**Source data:**
---+---

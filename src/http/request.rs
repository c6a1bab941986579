//! Request identification.
//!
//! Every request gets an `x-request-id` (UUID v4) unless the client already
//! sent one; the id is echoed back on the response.

use axum::http::{HeaderValue, Request};
use tower_http::request_id::{MakeRequestId, RequestId};
use uuid::Uuid;

#[derive(Debug, Clone, Copy, Default)]
pub struct UuidRequestId;

impl MakeRequestId for UuidRequestId {
    fn make_request_id<B>(&mut self, _request: &Request<B>) -> Option<RequestId> {
        let id = Uuid::new_v4().to_string();
        HeaderValue::from_str(&id).ok().map(RequestId::new)
    }
}
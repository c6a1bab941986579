//! Startup orchestration.
//!
//! # Responsibilities
//! - Load configuration
//! - Compile the route table once logging is up
//!
//! # Design Decisions
//! - Fail fast: any startup error is fatal
//! - Loading and compiling are separate so table warnings reach the subscriber
//! - No config file means the built-in space console routes

use std::path::Path;

use crate::config::loader::read_config;
use crate::config::{validate_config, ConfigError, RouterConfig};
use crate::routing::RouteTable;

/// Read the config file, or fall back to defaults. No semantic checks.
pub fn load(config_path: Option<&Path>) -> Result<RouterConfig, ConfigError> {
    match config_path {
        Some(path) => read_config(path),
        None => Ok(RouterConfig::default()),
    }
}

/// Validate `config` and compile its route table.
pub fn compile(config: &RouterConfig) -> Result<RouteTable, ConfigError> {
    validate_config(config).map_err(ConfigError::Validation)
}

#[cfg(test)]
mod tests {
    use super::*;
    use crate::routing::{Resolution, View};

    #[test]
    fn test_defaults_without_file() {
        let config = load(None).unwrap();
        assert!(config.admin.enabled);
        let table = compile(&config).unwrap();
        assert_eq!(
            table.resolve("/space/list"),
            Resolution::Render { name: Some("SpaceList"), view: View::SpaceList }
        );
    }

    #[test]
    fn test_load_defers_route_checks() {
        let path = std::env::temp_dir().join("space_router_startup_cycle.toml");
        std::fs::write(
            &path,
            "[observability]\nlog_level = \"debug\"\n\n[[routes]]\npath = \"/a\"\nredirect = \"/a\"\n",
        )
        .unwrap();

        // The log level must be readable before the table is compiled.
        let config = load(Some(&path)).unwrap();
        assert_eq!(config.observability.log_level, "debug");
        assert!(matches!(compile(&config), Err(ConfigError::Validation(_))));

        std::fs::remove_file(&path).unwrap_or_default();
    }
}
//! Configuration validation.
//!
//! # Responsibilities
//! - Semantic validation (serde handles syntactic)
//! - Check each route sets a view or a redirect, never both
//! - Validate addresses, timeouts and the log filter
//! - Compile the route table (names, paths, redirect cycles)
//!
//! # Design Decisions
//! - Returns all validation errors, not just first
//! - A valid config always yields its compiled RouteTable
//! - Runs before config is accepted into the system

use std::net::SocketAddr;

use thiserror::Error;
use tracing_subscriber::EnvFilter;

use crate::admin::ADMIN_PREFIX;
use crate::config::schema::{RouteConfig, RouterConfig};
use crate::routing::{Route, RouteTable, RouteTableError, RouteTarget, WebHistory};

#[derive(Debug, Error, PartialEq, Eq)]
pub enum ValidationError {
    #[error("invalid listener bind address `{0}`")]
    BindAddress(String),

    #[error("invalid metrics address `{0}`")]
    MetricsAddress(String),

    #[error("invalid log level `{0}`")]
    LogLevel(String),

    #[error("timeouts.request_secs must be greater than zero")]
    ZeroTimeout,

    #[error("route `{0}` must set exactly one of `component` or `redirect`")]
    RouteTarget(String),

    #[error("route `{0}` collides with the admin endpoints under `{prefix}`", prefix = ADMIN_PREFIX)]
    ReservedPath(String),

    #[error(transparent)]
    RouteTable(#[from] RouteTableError),
}

/// Convert a configured route, enforcing the view XOR redirect rule.
pub fn to_route(config: &RouteConfig) -> Result<Route, ValidationError> {
    let target = match (&config.component, &config.redirect) {
        (Some(view), None) => RouteTarget::View(*view),
        (None, Some(to)) => RouteTarget::Redirect(to.clone()),
        _ => return Err(ValidationError::RouteTarget(config.path.clone())),
    };
    Ok(Route::new(config.path.clone(), config.name.clone(), target))
}

/// Build the route table, collecting every per-route error before giving up.
pub fn build_route_table(routes: &[RouteConfig]) -> Result<RouteTable, Vec<ValidationError>> {
    let mut errors = Vec::new();
    let mut compiled = Vec::with_capacity(routes.len());

    for route in routes {
        match to_route(route) {
            Ok(r) => compiled.push(r),
            Err(e) => errors.push(e),
        }
    }
    if !errors.is_empty() {
        return Err(errors);
    }

    RouteTable::new(compiled).map_err(|e| vec![e.into()])
}

fn is_reserved(path: &str) -> bool {
    path == ADMIN_PREFIX
        || path
            .strip_prefix(ADMIN_PREFIX)
            .is_some_and(|rest| rest.starts_with('/'))
}

/// Validate `config` and return its compiled route table.
pub fn validate_config(config: &RouterConfig) -> Result<RouteTable, Vec<ValidationError>> {
    let mut errors = Vec::new();

    if config.listener.bind_address.parse::<SocketAddr>().is_err() {
        errors.push(ValidationError::BindAddress(config.listener.bind_address.clone()));
    }
    if config.observability.metrics_enabled
        && config.observability.metrics_address.parse::<SocketAddr>().is_err()
    {
        errors.push(ValidationError::MetricsAddress(
            config.observability.metrics_address.clone(),
        ));
    }
    if EnvFilter::try_new(&config.observability.log_level).is_err() {
        errors.push(ValidationError::LogLevel(config.observability.log_level.clone()));
    }
    if config.timeouts.request_secs == 0 {
        errors.push(ValidationError::ZeroTimeout);
    }
    // Admin endpoints sit at the server root, so they only share a namespace
    // with routes served from the root base.
    if config.admin.enabled && WebHistory::new(&config.history.base).base() == "/" {
        errors.extend(
            config
                .routes
                .iter()
                .filter(|r| is_reserved(&r.path))
                .map(|r| ValidationError::ReservedPath(r.path.clone())),
        );
    }

    match build_route_table(&config.routes) {
        Ok(table) if errors.is_empty() => Ok(table),
        Ok(_) => Err(errors),
        Err(route_errors) => {
            errors.extend(route_errors);
            Err(errors)
        }
    }
}
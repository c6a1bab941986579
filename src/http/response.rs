//! Response construction.
//!
//! # Responsibilities
//! - Hand resolved views to the rendering collaborator
//! - Build redirect and error responses
//!
//! # Design Decisions
//! - Rendering sits behind a trait so the resolver never knows about markup
//! - Errors are JSON bodies of the form `{"error": "..."}`

use axum::{
    http::{header, HeaderValue, StatusCode},
    response::{IntoResponse, Response},
    Json,
};
use serde::Serialize;

use crate::routing::View;

/// Turns a resolved view into an HTTP response.
pub trait ViewRenderer: Send + Sync {
    fn render(&self, path: &str, name: Option<&str>, view: View) -> Response;
}

/// Default renderer: describes the view as JSON and leaves drawing to the client.
#[derive(Debug, Clone, Copy, Default)]
pub struct JsonRenderer;

#[derive(Serialize)]
struct RenderedView<'a> {
    path: &'a str,
    name: Option<&'a str>,
    view: View,
}

impl ViewRenderer for JsonRenderer {
    fn render(&self, path: &str, name: Option<&str>, view: View) -> Response {
        Json(RenderedView { path, name, view }).into_response()
    }
}

pub fn error_response(status: StatusCode, message: impl Into<String>) -> Response {
    (status, Json(serde_json::json!({ "error": message.into() }))).into_response()
}

/// `302 Found` pointing at `location`.
pub fn redirect(location: &str) -> Response {
    match HeaderValue::from_str(location) {
        Ok(value) => (StatusCode::FOUND, [(header::LOCATION, value)]).into_response(),
        Err(_) => {
            tracing::error!(location, "Redirect target is not a valid header value");
            error_response(StatusCode::INTERNAL_SERVER_ERROR, "invalid redirect target")
        }
    }
}
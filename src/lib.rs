//! Navigation route table for the space management console.

pub mod admin;
pub mod config;
pub mod http;
pub mod lifecycle;
pub mod observability;
pub mod routing;

pub use config::schema::RouterConfig;
pub use http::HttpServer;
pub use lifecycle::Shutdown;
pub use routing::{Resolution, RouteTable, View};
//! Observability subsystem.
//!
//! # Data Flow
//! ```text
//! All subsystems produce:
//!     → logging.rs (structured log events)
//!     → metrics.rs (counters)
//!
//! Consumers:
//!     → stdout
//!     → Metrics endpoint (Prometheus scrape, optional)
//! ```

pub mod logging;
pub mod metrics;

---+---

**Exercise goal:**
Using the records given above, list every line that includes the word "routing".

**Your response:**
use crate::routing::RouteTable;
    use crate::routing::{Resolution, View};
use crate::routing::{Route, RouteTable, RouteTableError, RouteTarget, WebHistory};
use crate::routing::View;
pub mod routing;
pub use routing::{Resolution, RouteTable, View};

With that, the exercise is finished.